# Work instruction
Report every line of the data where the string "matcher" appears.
┌──
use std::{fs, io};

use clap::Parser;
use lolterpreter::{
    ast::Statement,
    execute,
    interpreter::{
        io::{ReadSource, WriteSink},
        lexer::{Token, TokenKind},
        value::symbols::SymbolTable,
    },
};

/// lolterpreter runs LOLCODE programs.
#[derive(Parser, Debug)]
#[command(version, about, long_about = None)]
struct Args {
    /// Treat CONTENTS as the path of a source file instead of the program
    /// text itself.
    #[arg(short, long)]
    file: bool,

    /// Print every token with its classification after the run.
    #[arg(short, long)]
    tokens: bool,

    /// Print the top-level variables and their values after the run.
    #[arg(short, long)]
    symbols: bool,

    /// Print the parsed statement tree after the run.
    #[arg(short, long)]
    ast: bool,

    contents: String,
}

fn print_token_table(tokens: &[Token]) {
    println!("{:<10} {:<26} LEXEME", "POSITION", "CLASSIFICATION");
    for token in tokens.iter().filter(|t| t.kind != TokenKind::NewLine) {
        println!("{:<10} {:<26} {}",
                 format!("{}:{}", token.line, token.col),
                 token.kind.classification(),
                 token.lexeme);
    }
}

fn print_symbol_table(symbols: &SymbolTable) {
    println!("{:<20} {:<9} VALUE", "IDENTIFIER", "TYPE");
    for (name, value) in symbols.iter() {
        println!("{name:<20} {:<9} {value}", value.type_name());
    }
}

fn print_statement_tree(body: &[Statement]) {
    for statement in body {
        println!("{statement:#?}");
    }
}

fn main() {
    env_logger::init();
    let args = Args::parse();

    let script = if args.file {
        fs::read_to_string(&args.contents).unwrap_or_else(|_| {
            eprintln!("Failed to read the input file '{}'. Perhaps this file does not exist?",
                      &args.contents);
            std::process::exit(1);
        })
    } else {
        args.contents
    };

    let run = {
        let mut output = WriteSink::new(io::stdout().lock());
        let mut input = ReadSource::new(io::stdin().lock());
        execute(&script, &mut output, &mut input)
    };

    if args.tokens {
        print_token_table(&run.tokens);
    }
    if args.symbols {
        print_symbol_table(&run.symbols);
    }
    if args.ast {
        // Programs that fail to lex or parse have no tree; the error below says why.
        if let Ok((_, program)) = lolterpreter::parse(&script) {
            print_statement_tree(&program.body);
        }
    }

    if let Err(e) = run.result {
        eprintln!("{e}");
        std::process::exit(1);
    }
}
└──
┌──
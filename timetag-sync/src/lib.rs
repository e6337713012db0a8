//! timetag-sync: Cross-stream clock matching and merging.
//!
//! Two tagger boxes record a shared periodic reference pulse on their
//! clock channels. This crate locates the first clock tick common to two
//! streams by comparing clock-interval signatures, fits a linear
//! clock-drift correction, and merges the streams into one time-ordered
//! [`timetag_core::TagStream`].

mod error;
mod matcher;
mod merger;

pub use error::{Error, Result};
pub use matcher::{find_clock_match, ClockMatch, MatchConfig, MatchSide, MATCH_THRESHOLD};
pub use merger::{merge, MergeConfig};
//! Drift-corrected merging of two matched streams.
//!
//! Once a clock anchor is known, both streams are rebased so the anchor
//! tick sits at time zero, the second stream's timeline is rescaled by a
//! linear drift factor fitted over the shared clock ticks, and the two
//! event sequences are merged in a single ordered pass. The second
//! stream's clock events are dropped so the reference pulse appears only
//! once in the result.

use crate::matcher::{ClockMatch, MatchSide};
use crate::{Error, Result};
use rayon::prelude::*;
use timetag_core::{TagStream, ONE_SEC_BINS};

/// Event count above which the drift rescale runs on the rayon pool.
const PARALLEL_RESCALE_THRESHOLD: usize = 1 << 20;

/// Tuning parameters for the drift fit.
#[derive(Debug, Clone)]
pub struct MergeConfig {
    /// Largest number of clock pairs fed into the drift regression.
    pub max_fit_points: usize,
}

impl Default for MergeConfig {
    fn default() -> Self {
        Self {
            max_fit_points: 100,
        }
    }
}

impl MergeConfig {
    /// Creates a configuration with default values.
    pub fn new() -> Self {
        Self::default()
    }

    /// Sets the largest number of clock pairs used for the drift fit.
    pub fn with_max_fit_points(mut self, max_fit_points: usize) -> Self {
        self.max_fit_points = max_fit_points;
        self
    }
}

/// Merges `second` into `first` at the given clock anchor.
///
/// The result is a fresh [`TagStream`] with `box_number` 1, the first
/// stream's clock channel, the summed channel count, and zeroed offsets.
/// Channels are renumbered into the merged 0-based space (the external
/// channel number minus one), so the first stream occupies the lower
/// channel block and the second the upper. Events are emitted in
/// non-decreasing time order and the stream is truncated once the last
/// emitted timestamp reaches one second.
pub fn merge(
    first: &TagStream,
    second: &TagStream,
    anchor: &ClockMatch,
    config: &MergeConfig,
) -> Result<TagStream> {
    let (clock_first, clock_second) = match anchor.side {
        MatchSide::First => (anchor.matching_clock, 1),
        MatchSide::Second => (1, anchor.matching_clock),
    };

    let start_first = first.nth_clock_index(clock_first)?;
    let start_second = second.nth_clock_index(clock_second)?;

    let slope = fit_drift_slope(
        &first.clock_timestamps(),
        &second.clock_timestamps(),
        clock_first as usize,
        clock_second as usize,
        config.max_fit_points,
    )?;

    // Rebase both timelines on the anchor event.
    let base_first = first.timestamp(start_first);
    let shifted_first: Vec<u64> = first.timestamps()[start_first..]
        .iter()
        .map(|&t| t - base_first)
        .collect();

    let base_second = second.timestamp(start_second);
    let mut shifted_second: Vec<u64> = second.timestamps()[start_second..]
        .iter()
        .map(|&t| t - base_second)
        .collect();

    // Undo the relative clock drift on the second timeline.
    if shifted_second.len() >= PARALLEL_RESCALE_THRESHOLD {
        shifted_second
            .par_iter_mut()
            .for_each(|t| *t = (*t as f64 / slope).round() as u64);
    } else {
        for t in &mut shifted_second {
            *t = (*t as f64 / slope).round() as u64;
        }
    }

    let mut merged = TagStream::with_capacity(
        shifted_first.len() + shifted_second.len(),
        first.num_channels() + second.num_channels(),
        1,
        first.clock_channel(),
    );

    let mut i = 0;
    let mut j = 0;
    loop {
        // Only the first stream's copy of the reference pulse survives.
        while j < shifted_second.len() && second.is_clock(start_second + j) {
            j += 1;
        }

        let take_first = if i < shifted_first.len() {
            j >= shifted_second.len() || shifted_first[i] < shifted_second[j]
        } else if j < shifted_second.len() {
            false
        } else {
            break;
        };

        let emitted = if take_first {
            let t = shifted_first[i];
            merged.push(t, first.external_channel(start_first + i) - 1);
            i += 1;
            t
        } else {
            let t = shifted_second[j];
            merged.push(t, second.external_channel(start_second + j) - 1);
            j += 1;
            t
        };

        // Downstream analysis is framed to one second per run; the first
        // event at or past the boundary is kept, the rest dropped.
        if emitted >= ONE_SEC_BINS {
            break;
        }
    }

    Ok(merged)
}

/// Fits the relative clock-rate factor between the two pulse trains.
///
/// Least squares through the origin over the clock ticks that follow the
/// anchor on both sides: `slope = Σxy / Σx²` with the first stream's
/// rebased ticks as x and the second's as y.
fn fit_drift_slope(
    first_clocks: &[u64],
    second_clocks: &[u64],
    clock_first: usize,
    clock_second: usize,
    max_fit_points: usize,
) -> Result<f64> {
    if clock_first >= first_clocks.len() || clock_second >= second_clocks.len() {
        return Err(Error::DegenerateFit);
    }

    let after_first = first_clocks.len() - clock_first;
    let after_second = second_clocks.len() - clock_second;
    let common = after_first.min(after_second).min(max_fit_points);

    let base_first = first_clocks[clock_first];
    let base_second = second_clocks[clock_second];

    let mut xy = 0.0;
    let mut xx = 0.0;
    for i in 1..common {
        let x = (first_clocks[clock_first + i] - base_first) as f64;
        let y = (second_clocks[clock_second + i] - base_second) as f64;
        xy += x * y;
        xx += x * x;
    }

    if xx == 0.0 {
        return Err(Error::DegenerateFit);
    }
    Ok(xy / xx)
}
└──
# Answer area
mod matcher;
pub use matcher::{find_clock_match, ClockMatch, MatchConfig, MatchSide, MATCH_THRESHOLD};
use crate::matcher::{ClockMatch, MatchSide};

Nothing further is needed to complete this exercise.